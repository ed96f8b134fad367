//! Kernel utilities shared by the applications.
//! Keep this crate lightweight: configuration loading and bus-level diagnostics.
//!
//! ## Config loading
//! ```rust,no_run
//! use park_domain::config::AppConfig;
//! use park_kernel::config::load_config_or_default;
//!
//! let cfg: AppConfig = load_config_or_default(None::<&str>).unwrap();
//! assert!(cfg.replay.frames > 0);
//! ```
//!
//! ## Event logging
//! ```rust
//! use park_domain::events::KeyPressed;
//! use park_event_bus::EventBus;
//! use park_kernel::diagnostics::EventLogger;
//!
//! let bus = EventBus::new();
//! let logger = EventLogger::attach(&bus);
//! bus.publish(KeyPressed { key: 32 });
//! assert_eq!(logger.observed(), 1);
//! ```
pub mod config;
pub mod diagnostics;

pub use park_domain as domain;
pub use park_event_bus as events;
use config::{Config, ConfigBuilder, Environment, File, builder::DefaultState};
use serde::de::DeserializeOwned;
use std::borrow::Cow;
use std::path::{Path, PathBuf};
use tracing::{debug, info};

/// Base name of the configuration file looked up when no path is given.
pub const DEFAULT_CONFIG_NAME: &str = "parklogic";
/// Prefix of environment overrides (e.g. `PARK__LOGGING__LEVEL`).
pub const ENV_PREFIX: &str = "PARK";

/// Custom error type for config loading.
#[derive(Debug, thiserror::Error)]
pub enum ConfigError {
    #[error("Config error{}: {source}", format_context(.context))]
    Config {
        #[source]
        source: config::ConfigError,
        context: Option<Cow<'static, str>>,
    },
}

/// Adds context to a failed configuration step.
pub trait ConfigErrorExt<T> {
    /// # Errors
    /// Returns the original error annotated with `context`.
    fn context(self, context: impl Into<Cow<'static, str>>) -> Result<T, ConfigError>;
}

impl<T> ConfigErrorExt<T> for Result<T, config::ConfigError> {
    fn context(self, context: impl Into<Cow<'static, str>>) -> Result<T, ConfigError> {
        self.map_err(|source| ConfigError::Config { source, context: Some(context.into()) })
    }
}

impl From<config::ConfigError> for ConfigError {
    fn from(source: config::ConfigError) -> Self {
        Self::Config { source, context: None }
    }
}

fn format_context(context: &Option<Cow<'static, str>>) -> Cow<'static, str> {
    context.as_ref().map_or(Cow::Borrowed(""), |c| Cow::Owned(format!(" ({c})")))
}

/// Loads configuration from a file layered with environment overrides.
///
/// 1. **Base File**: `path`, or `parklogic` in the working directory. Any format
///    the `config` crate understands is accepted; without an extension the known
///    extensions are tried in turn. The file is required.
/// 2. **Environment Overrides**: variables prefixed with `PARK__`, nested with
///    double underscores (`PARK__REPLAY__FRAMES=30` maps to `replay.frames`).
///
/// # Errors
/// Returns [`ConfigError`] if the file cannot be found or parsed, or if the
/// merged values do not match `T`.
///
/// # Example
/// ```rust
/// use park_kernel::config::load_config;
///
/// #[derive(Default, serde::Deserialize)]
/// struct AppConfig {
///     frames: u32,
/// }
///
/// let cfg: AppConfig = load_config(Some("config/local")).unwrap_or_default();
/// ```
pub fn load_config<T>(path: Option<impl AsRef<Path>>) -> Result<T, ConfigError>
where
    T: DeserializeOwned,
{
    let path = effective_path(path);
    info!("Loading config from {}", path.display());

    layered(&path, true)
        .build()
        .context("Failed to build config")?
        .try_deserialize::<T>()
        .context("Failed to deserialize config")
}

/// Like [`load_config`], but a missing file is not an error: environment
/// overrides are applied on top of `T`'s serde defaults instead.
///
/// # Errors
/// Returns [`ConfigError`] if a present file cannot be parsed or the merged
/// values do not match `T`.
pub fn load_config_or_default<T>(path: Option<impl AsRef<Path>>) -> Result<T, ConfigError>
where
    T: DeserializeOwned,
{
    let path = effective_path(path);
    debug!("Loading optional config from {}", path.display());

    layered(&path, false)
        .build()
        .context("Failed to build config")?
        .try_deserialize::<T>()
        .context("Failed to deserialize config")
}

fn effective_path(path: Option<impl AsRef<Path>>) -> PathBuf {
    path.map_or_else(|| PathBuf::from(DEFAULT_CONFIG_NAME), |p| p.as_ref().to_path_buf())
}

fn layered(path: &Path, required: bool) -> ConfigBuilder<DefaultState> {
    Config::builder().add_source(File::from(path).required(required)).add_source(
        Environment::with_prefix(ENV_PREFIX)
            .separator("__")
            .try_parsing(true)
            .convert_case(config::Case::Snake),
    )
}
------------------------------
Begin with the line that contains "layered(&path, true)" and end with the last line of the material above. Set down that range exactly.

    layered(&path, true)
        .build()
        .context("Failed to build config")?
        .try_deserialize::<T>()
        .context("Failed to deserialize config")
}

/// Like [`load_config`], but a missing file is not an error: environment
/// overrides are applied on top of `T`'s serde defaults instead.
///
/// # Errors
/// Returns [`ConfigError`] if a present file cannot be parsed or the merged
/// values do not match `T`.
pub fn load_config_or_default<T>(path: Option<impl AsRef<Path>>) -> Result<T, ConfigError>
where
    T: DeserializeOwned,
{
    let path = effective_path(path);
    debug!("Loading optional config from {}", path.display());

    layered(&path, false)
        .build()
        .context("Failed to build config")?
        .try_deserialize::<T>()
        .context("Failed to deserialize config")
}

fn effective_path(path: Option<impl AsRef<Path>>) -> PathBuf {
    path.map_or_else(|| PathBuf::from(DEFAULT_CONFIG_NAME), |p| p.as_ref().to_path_buf())
}

fn layered(path: &Path, required: bool) -> ConfigBuilder<DefaultState> {
    Config::builder().add_source(File::from(path).required(required)).add_source(
        Environment::with_prefix(ENV_PREFIX)
            .separator("__")
            .try_parsing(true)
            .convert_case(config::Case::Snake),
    )
}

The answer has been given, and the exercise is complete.